* **Task to complete**: Retype the whole of the data exactly.

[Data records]
^^^^

//! Connection bootstrap utilities for SQLite.
//!
//! # Responsibility
//! - Open file or in-memory SQLite connections.
//! - Configure connection pragmas required by the content tree.
//! - Trigger schema migrations before returning a usable connection.
//!
//! # Invariants
//! - Returned connections have `foreign_keys=ON`.
//! - Returned connections have migrations fully applied.

use super::migrations::apply_migrations;
use super::DbResult;
use log::{error, info};
use rusqlite::Connection;
use std::path::Path;
use std::time::{Duration, Instant};

const BUSY_TIMEOUT: Duration = Duration::from_secs(5);

/// Opens a SQLite database file and applies all pending migrations.
///
/// # Side effects
/// - Emits `db_open` logging events with duration and status.
pub fn open_db(path: impl AsRef<Path>) -> DbResult<Connection> {
    open_with("file", || Connection::open(path))
}

/// Opens an in-memory SQLite database and applies all pending migrations.
///
/// Used by tests and the CLI smoke run.
pub fn open_db_in_memory() -> DbResult<Connection> {
    open_with("memory", Connection::open_in_memory)
}

fn open_with(
    mode: &'static str,
    opener: impl FnOnce() -> rusqlite::Result<Connection>,
) -> DbResult<Connection> {
    let started_at = Instant::now();
    info!("event=db_open module=db status=start mode={mode}");

    let mut conn = opener().map_err(|err| {
        error!(
            "event=db_open module=db status=error mode={mode} duration_ms={} error_code=db_open_failed error={}",
            started_at.elapsed().as_millis(),
            err
        );
        err
    })?;

    let applied = match bootstrap_connection(&mut conn) {
        Ok(applied) => applied,
        Err(err) => {
            error!(
                "event=db_open module=db status=error mode={mode} duration_ms={} error_code=db_bootstrap_failed error={}",
                started_at.elapsed().as_millis(),
                err
            );
            return Err(err);
        }
    };

    info!(
        "event=db_open module=db status=ok mode={mode} duration_ms={} migrations_applied={applied}",
        started_at.elapsed().as_millis()
    );
    Ok(conn)
}

/// Returns the number of migrations applied while opening.
fn bootstrap_connection(conn: &mut Connection) -> DbResult<usize> {
    conn.execute_batch("PRAGMA foreign_keys = ON;")?;
    conn.busy_timeout(BUSY_TIMEOUT)?;
    Ok(apply_migrations(conn)?.len())
}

^^^^

* **Answer for the task**:
//! Connection bootstrap utilities for SQLite.
//!
//! # Responsibility
//! - Open file or in-memory SQLite connections.
//! - Configure connection pragmas required by the content tree.
//! - Trigger schema migrations before returning a usable connection.
//!
//! # Invariants
//! - Returned connections have `foreign_keys=ON`.
//! - Returned connections have migrations fully applied.

use super::migrations::apply_migrations;
use super::DbResult;
use log::{error, info};
use rusqlite::Connection;
use std::path::Path;
use std::time::{Duration, Instant};

const BUSY_TIMEOUT: Duration = Duration::from_secs(5);

/// Opens a SQLite database file and applies all pending migrations.
///
/// # Side effects
/// - Emits `db_open` logging events with duration and status.
pub fn open_db(path: impl AsRef<Path>) -> DbResult<Connection> {
    open_with("file", || Connection::open(path))
}

/// Opens an in-memory SQLite database and applies all pending migrations.
///
/// Used by tests and the CLI smoke run.
pub fn open_db_in_memory() -> DbResult<Connection> {
    open_with("memory", Connection::open_in_memory)
}

fn open_with(
    mode: &'static str,
    opener: impl FnOnce() -> rusqlite::Result<Connection>,
) -> DbResult<Connection> {
    let started_at = Instant::now();
    info!("event=db_open module=db status=start mode={mode}");

    let mut conn = opener().map_err(|err| {
        error!(
            "event=db_open module=db status=error mode={mode} duration_ms={} error_code=db_open_failed error={}",
            started_at.elapsed().as_millis(),
            err
        );
        err
    })?;

    let applied = match bootstrap_connection(&mut conn) {
        Ok(applied) => applied,
        Err(err) => {
            error!(
                "event=db_open module=db status=error mode={mode} duration_ms={} error_code=db_bootstrap_failed error={}",
                started_at.elapsed().as_millis(),
                err
            );
            return Err(err);
        }
    };

    info!(
        "event=db_open module=db status=ok mode={mode} duration_ms={} migrations_applied={applied}",
        started_at.elapsed().as_millis()
    );
    Ok(conn)
}

/// Returns the number of migrations applied while opening.
fn bootstrap_connection(conn: &mut Connection) -> DbResult<usize> {
    conn.execute_batch("PRAGMA foreign_keys = ON;")?;
    conn.busy_timeout(BUSY_TIMEOUT)?;
    Ok(apply_migrations(conn)?.len())
}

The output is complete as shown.